● Problem to solve: Word for word, retype the first line of the records and every following line through the one containing "gate is released.".

※ ※ ※

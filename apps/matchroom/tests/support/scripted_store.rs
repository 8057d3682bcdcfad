//! Participant store double whose calls can be made to fail or to block
//! until the test releases them.

use std::collections::HashMap;
use std::sync::Arc;

use async_trait::async_trait;
use matchroom::domain::{ResultRow, SessionId, UserId};
use matchroom::{InMemoryParticipantStore, ParticipantStore, StoreError};
use parking_lot::Mutex;
use tokio::sync::Notify;

#[derive(Debug, Clone, Copy, PartialEq, Eq, Hash)]
pub enum StoreOp {
    GetGameId,
    SetGameId,
    Append,
    ReadRows,
}

/// Handshake for one blocked store call.
#[derive(Debug, Default)]
pub struct Gate {
    entered: Notify,
    release: Notify,
}

impl Gate {
    /// Wait until the gated call is parked inside the store.
    pub async fn entered(&self) {
        self.entered.notified().await;
    }

    /// Let the parked call continue.
    pub fn release(&self) {
        self.release.notify_one();
    }
}

#[derive(Default)]
pub struct ScriptedStore {
    inner: InMemoryParticipantStore,
    failing: Mutex<HashMap<StoreOp, usize>>,
    gates: Mutex<HashMap<StoreOp, Arc<Gate>>>,
    /// Appends are acknowledged but not kept.
    lose_appends: Mutex<bool>,
}

impl ScriptedStore {
    pub fn new(inner: InMemoryParticipantStore) -> Self {
        Self {
            inner,
            ..Self::default()
        }
    }

    /// Fail the next `times` calls of `op`.
    pub fn fail_next(&self, op: StoreOp, times: usize) {
        self.failing.lock().insert(op, times);
    }

    /// Block the next call of `op` until the returned gate is released.
    pub fn gate_next(&self, op: StoreOp) -> Arc<Gate> {
        let gate = Arc::new(Gate::default());
        self.gates.lock().insert(op, gate.clone());
        gate
    }

    pub fn lose_appends(&self) {
        *self.lose_appends.lock() = true;
    }

    pub fn result_row_count(&self) -> usize {
        self.inner.result_row_count()
    }

    async fn script(&self, op: StoreOp) -> Result<(), StoreError> {
        let gate = self.gates.lock().remove(&op);
        if let Some(gate) = gate {
            gate.entered.notify_one();
            gate.release.notified().await;
        }

        let mut failing = self.failing.lock();
        match failing.get_mut(&op) {
            Some(remaining) if *remaining > 0 => {
                *remaining -= 1;
                Err(StoreError::Unavailable(format!("scripted {op:?} failure")))
            }
            _ => Ok(()),
        }
    }
}

#[async_trait]
impl ParticipantStore for ScriptedStore {
    async fn get_game_id(&self, user: UserId) -> Result<Option<String>, StoreError> {
        self.script(StoreOp::GetGameId).await?;
        self.inner.get_game_id(user).await
    }

    async fn set_game_id(&self, user: UserId, game_id: &str) -> Result<(), StoreError> {
        self.script(StoreOp::SetGameId).await?;
        self.inner.set_game_id(user, game_id).await
    }

    async fn append_result_row(&self, row: ResultRow) -> Result<(), StoreError> {
        self.script(StoreOp::Append).await?;
        if *self.lose_appends.lock() {
            return Ok(());
        }
        self.inner.append_result_row(row).await
    }

    async fn get_result_rows(&self, session_id: &SessionId) -> Result<Vec<ResultRow>, StoreError> {
        self.script(StoreOp::ReadRows).await?;
        self.inner.get_result_rows(session_id).await
    }
}
//! Assertions for problem+json error responses.

use actix_web::body::BoxBody;
use actix_web::dev::ServiceResponse;
use actix_web::http::StatusCode;
use serde::Deserialize;

/// Mirror of the service's problem body, decoupled from its types.
#[derive(Debug, Deserialize)]
pub struct ProblemBody {
    #[serde(rename = "type")]
    pub type_: String,
    pub title: String,
    pub status: u16,
    pub detail: String,
    pub code: String,
    pub trace_id: String,
}

/// Assert `resp` is a problem response with `status` and `code`, that its
/// trace id header matches the body, and return the parsed body.
pub async fn assert_problem(
    resp: ServiceResponse<BoxBody>,
    expected_status: StatusCode,
    expected_code: &str,
) -> ProblemBody {
    assert_eq!(resp.status(), expected_status, "unexpected status");

    let content_type = resp
        .headers()
        .get("content-type")
        .and_then(|v| v.to_str().ok())
        .map(str::to_string);
    assert_eq!(content_type.as_deref(), Some("application/problem+json"));

    let header_trace = resp
        .headers()
        .get("x-trace-id")
        .and_then(|v| v.to_str().ok())
        .map(str::to_string)
        .expect("x-trace-id header should be present");

    let body = actix_web::test::read_body(resp).await;
    let problem: ProblemBody =
        serde_json::from_slice(&body).expect("body should be problem+json");

    assert_eq!(problem.code, expected_code);
    assert_eq!(problem.status, expected_status.as_u16());
    assert_eq!(problem.trace_id, header_trace, "body and header trace ids differ");
    problem
}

※ ※ ※

● Exercise response:
filename apps/matchroom/tests/support/scripted_store.rs
repository 8057d3682bcdcfad
//! Participant store double whose calls can be made to fail or to block
//! until the test releases them.

use std::collections::HashMap;
use std::sync::Arc;

use async_trait::async_trait;
use matchroom::domain::{ResultRow, SessionId, UserId};
use matchroom::{InMemoryParticipantStore, ParticipantStore, StoreError};
use parking_lot::Mutex;
use tokio::sync::Notify;

#[derive(Debug, Clone, Copy, PartialEq, Eq, Hash)]
pub enum StoreOp {
    GetGameId,
    SetGameId,
    Append,
    ReadRows,
}

/// Handshake for one blocked store call.
#[derive(Debug, Default)]
pub struct Gate {
    entered: Notify,
    release: Notify,
}

impl Gate {
    /// Wait until the gated call is parked inside the store.
    pub async fn entered(&self) {
        self.entered.notified().await;
    }

    /// Let the parked call continue.
    pub fn release(&self) {
        self.release.notify_one();
    }
}

#[derive(Default)]
pub struct ScriptedStore {
    inner: InMemoryParticipantStore,
    failing: Mutex<HashMap<StoreOp, usize>>,
    gates: Mutex<HashMap<StoreOp, Arc<Gate>>>,
    /// Appends are acknowledged but not kept.
    lose_appends: Mutex<bool>,
}

impl ScriptedStore {
    pub fn new(inner: InMemoryParticipantStore) -> Self {
        Self {
            inner,
            ..Self::default()
        }
    }

    /// Fail the next `times` calls of `op`.
    pub fn fail_next(&self, op: StoreOp, times: usize) {
        self.failing.lock().insert(op, times);
    }

    /// Block the next call of `op` until the returned gate is released.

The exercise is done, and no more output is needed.